En Russie, la répression continue

La répression continue en Russie: un tribunal de Moscou a ordonné mardi l’arrestation de deux blogueurs accusés de discréditer l’action de l’armée en Ukraine.
Les députés russes ont adopté en première lecture une proposition de loi qui doit permettre de fermer, sur simple décision du parquet, les médias étrangers accusés de diffuser des informations mensongères sur la guerre en Ukraine.

L’opposant russe Alexeï Navalny

 

L’opposant emprisonné Alexeï Navalny s’est servi d’un procès en appel, qui a sans surprise confirmé sa peine de 9 ans de camp, pour dénoncer à son tour une " guerre fondée sur un super mensonge ".

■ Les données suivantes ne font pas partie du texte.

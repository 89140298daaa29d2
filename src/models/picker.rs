//! Picker items, spinner state, and raw track records.

use serde::{Deserialize, Serialize};

/// One slice of the spinner wheel.
#[derive(Clone, Debug, PartialEq, Serialize, Deserialize)]
pub struct PickerItem {
    pub id: String,
    pub label: String,
    #[serde(default, skip_serializing_if = "Option::is_none")]
    pub color: Option<String>,
    /// Relative selection weight; absent means 1.
    #[serde(default, skip_serializing_if = "Option::is_none")]
    pub weight: Option<f64>,
}

impl PickerItem {
    pub fn new(id: impl Into<String>, label: impl Into<String>) -> Self {
        Self {
            id: id.into(),
            label: label.into(),
            color: None,
            weight: None,
        }
    }

    pub fn with_color(mut self, color: impl Into<String>) -> Self {
        self.color = Some(color.into());
        self
    }

    pub fn with_weight(mut self, weight: f64) -> Self {
        self.weight = Some(weight);
        self
    }

    /// Weight used for selection. Absent weights count as 1; negative, NaN, or infinite
    /// weights count as 0.
    pub fn effective_weight(&self) -> f64 {
        match self.weight {
            None => 1.0,
            Some(w) if !w.is_finite() || w < 0.0 => 0.0,
            Some(w) => w,
        }
    }
}

/// Wheel state handed to the animation layer.
#[derive(Clone, Debug, Default, PartialEq, Serialize, Deserialize)]
pub struct SpinnerState {
    pub is_spinning: bool,
    pub selected_item: Option<PickerItem>,
    /// Final rotation in degrees.
    pub rotation: f64,
}

/// Animation parameters for the wheel (CSS transition values).
#[derive(Clone, Debug, Eq, PartialEq, Serialize, Deserialize)]
pub struct SpinAnimation {
    pub duration_ms: u32,
    pub easing: String,
}

/// Raw record from the track data resource.
#[derive(Clone, Debug, Eq, PartialEq, Serialize, Deserialize)]
pub struct TrackRecord {
    pub name: String,
    /// Bonus (DLC) content rather than base game.
    #[serde(default, alias = "isBonus", alias = "bonus")]
    pub is_bonus: bool,
    #[serde(default, skip_serializing_if = "Option::is_none")]
    pub cup: Option<String>,
}

impl TrackRecord {
    pub fn base(name: impl Into<String>) -> Self {
        Self {
            name: name.into(),
            is_bonus: false,
            cup: None,
        }
    }

    pub fn bonus(name: impl Into<String>) -> Self {
        Self {
            is_bonus: true,
            ..Self::base(name)
        }
    }
}
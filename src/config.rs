//! Server configuration from environment variables.

use crate::logic::{fallback_tracks, TrackSource};
use std::path::PathBuf;

pub const DEFAULT_HOST: &str = "0.0.0.0";
pub const DEFAULT_PORT: u16 = 8080;
pub const DEFAULT_DATA_DIR: &str = "data";

/// Where to listen and where track data lives.
#[derive(Clone, Debug, Eq, PartialEq)]
pub struct ServerConfig {
    pub host: String,
    pub port: u16,
    /// Served as static files under /data.
    pub data_dir: PathBuf,
    pub tracks_path: PathBuf,
    pub tracks_fallback_path: PathBuf,
}

impl ServerConfig {
    /// Read HOST, PORT, DATA_DIR, TRACKS_PATH, TRACKS_FALLBACK_PATH.
    pub fn from_env() -> Self {
        Self::from_lookup(|key| std::env::var(key).ok())
    }

    /// Build from any key lookup. Blank values count as unset; an unparsable PORT uses the default.
    pub fn from_lookup<F>(lookup: F) -> Self
    where
        F: Fn(&str) -> Option<String>,
    {
        let get = |key: &str| {
            lookup(key)
                .map(|v| v.trim().to_string())
                .filter(|v| !v.is_empty())
        };

        let host = get("HOST").unwrap_or_else(|| DEFAULT_HOST.to_string());
        let port = match get("PORT") {
            Some(raw) => raw.parse().unwrap_or_else(|_| {
                log::warn!("Ignoring invalid PORT {:?}, using {}", raw, DEFAULT_PORT);
                DEFAULT_PORT
            }),
            None => DEFAULT_PORT,
        };
        let data_dir = get("DATA_DIR")
            .map(PathBuf::from)
            .unwrap_or_else(|| PathBuf::from(DEFAULT_DATA_DIR));
        let tracks_path = get("TRACKS_PATH")
            .map(PathBuf::from)
            .unwrap_or_else(|| data_dir.join("tracks.json"));
        let tracks_fallback_path = get("TRACKS_FALLBACK_PATH")
            .map(PathBuf::from)
            .unwrap_or_else(|| data_dir.join("tracks-fallback.json"));

        Self {
            host,
            port,
            data_dir,
            tracks_path,
            tracks_fallback_path,
        }
    }

    /// Loader chain: primary file, fallback file, built-in list.
    pub fn track_sources(&self) -> Vec<TrackSource> {
        vec![
            TrackSource::JsonFile(self.tracks_path.clone()),
            TrackSource::JsonFile(self.tracks_fallback_path.clone()),
            TrackSource::Static(fallback_tracks()),
        ]
    }
}

impl Default for ServerConfig {
    fn default() -> Self {
        Self::from_lookup(|_| None)
    }
}
/// Assessment and sale details from the deep endpoints.
#[derive(Debug, Clone, Default, PartialEq, Serialize, Deserialize)]
pub struct ExtendedDetails {
    pub fips_county: Option<String>,
    pub use_code: Option<String>,
    pub tax_assessment_year: Option<String>,
    pub tax_assessment: Option<String>,
    pub year_built: Option<String>,
    pub lot_size_sqft: Option<String>,
    pub finished_sqft: Option<String>,
    pub bathrooms: Option<String>,
    pub bedrooms: Option<String>,
    pub last_sold_date: Option<String>,
    pub last_sold_price: Option<i64>,
    /// True once the populate step has run, regardless of how many fields
    /// the response actually carried.
    pub complete: bool,
}

/// How much of a result node to map.
#[derive(Debug, Clone, Copy, Default, PartialEq, Eq)]
pub enum DetailLevel {
    /// Core fields only.
    #[default]
    Standard,
    /// Core fields plus [`ExtendedDetails`], for the deep endpoints.
    Extended,
}

/// Error from mapping a single result node.
///
/// Field-level problems never raise this; only a result scope that is not
/// a mapping node at all does.
#[derive(thiserror::Error, Debug, Clone, PartialEq)]
pub enum MapError {
    #[error("Result node is not a mapping: found {0}")]
    NotAMapping(&'static str),
}

// ── Mapping ─────────────────────────────────────────────────────────────────

impl Property {
    /// Map a result node into a property record.
    ///
    /// `scope` is the subtree at the operation's result path (a single
    /// `result`, the estimate `response`, a `principal`, or one `comp`).
    /// Missing sections map to fully-default sub-entities; the only failure
    /// is a scope that is not a mapping node.
    pub fn from_tree(scope: &Value, detail: DetailLevel) -> Result<Self, MapError> {
        if !scope.is_object() {
            return Err(MapError::NotAMapping(value_kind(scope)));
        }

        Ok(Self {
            zpid: child_text(scope, "zpid"),
            similarity_score: node_attr(scope, "score").and_then(|s| s.trim().parse().ok()),
            links: scope.get("links").map(Links::from_tree).unwrap_or_default(),
            address: scope
                .get("address")
                .map(Address::from_tree)
                .unwrap_or_default(),
            zestimate: scope
                .get("zestimate")
                .map(Zestimate::from_tree)
                .unwrap_or_default(),
            local_market: scope
                .get("localRealEstate")
                .map(LocalMarket::from_tree)
                .unwrap_or_default(),
            extended_details: match detail {
                DetailLevel::Extended => ExtendedDetails::from_tree(scope),
                DetailLevel::Standard => ExtendedDetails::default(),
            },
        })
    }

    /// Nested plain-value snapshot of every field, with absent fields as
    /// `null`. Feed the result back through `serde_json::from_value` to
    /// restore a record.
    pub fn to_value(&self) -> Value {
        serde_json::to_value(self).unwrap_or(Value::Null)
    }

    /// The former name of the [`zestimate`](Self::zestimate) field, kept
    /// for compatibility with code written against the misspelled name.
    ///
    /// Each access emits one [`Notice::DeprecatedField`] on the notice bus
    /// and a warn-level trace line.
    #[deprecated(note = "renamed to the `zestimate` field")]
    pub fn zestiamte(&self) -> &Zestimate {
        notices::bus().emit(Notice::DeprecatedField {
            old: "zestiamte".to_string(),
            new: "zestimate".to_string(),
        });
        tracing::warn!("field `zestiamte` is deprecated, use `zestimate` instead");
        &self.zestimate
    }
}

impl Links {
    fn from_tree(node: &Value) -> Self {
        Self {
            home_details: child_text(node, "homedetails"),
            graphs_and_data: child_text(node, "graphsanddata"),
            map_this_home: child_text(node, "mapthishome"),
            comparables: child_text(node, "comparables"),
        }
    }
}

impl Address {
    fn from_tree(node: &Value) -> Self {
        Self {
            street: child_text(node, "street"),
            zipcode: child_text(node, "zipcode"),
            city: child_text(node, "city"),
            state: child_text(node, "state"),
            latitude: child_text(node, "latitude").and_then(|s| s.trim().parse().ok()),
            longitude: child_text(node, "longitude").and_then(|s| s.trim().parse().ok()),
        }
    }
}

impl Zestimate {
    fn from_tree(node: &Value) -> Self {
        Self {
            amount: child_int(node, "amount"),
            currency: node.get("amount").and_then(|a| node_attr(a, "currency")),
            last_updated: child_text(node, "last-updated"),
            value_change_30day: child_int(node, "valueChange"),
            valuation_range_low: node
                .get("valuationRange")
                .and_then(|r| child_int(r, "low")),
            valuation_range_high: node
                .get("valuationRange")
                .and_then(|r| child_int(r, "high")),
        }
    }
}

Enfin, Moscou a annoncé mardi interdire le territoire russe à 154 membres de la Chambre des Lords, chambre haute du Parlement britannique, en représailles aux sanctions visant la quasi-totalité des élus du Conseil de la Fédération de Russie.

Moscou risque le défaut de paiement

Les États-Unis ont décidé de mettre fin à une exemption permettant à Moscou de payer ses dettes en dollars, a annoncé mardi le Trésor américain, une décision qui pourrait précipiter le pays dans le défaut de paiement.

Cette annonce intervient deux jours avant la prochaine échéance de paiement pour Moscou, qui porte sur un peu plus de 100 millions de dollars d’intérêts sur deux obligations, dont l’une ne pouvant explicitement pas être payée en roubles.

Le siège du ministère russe des AE à Moscou

 

En place depuis le début des sanctions occidentales contre la Russie, en représailles à la guerre en Ukraine, cette exemption avait permis à Moscou d’échapper au défaut de paiement.

La dette extérieure (en devises étrangères) de la Russie représente, selon son ministère des Finances, environ 4.500 à 4.700 milliards de roubles (quelque 78 à 81 milliards de dollars au taux actuel), soit 20% de la dette publique totale.

Conférence de reconstruction en Suisse les 4 et 5 juillet

Une conférence de reconstruction de l’Ukraine se tiendra les 4 et 5 juillet en Suisse afin de mobiliser des fonds pour le pays frappé par des destructions massives depuis l’invasion russe, a annoncé mardi le président suisse à Davos.

 

Les détails sur les futurs participants sont pour l’instant inconnus, une invitation a été adressée à environ 40 dirigeants, mais la conférence devrait aborder notamment la question des contributions annoncées et à venir de la Banque mondiale, l’OCDE et l’Union européenne, a indiqué le président suisse Ignazio Cassis.
La conférence portera principalement sur les infrastructures, décimées par la guerre, ainsi que l’économie, les questions environnementales et sociales, et impliquera la mobilisation de fonds au travers d’un appel aux dons, a détaillé M. Cassis mardi.

Il ne s’agira pas que d’envoyer des fonds à l’Ukraine, a par ailleurs dit le chef d’Etat, affirmant qu' "il existe un danger que ces fonds atterrissent entre de mauvaises mains ", et évoquant l’importance " d’auditer le versement des fonds ".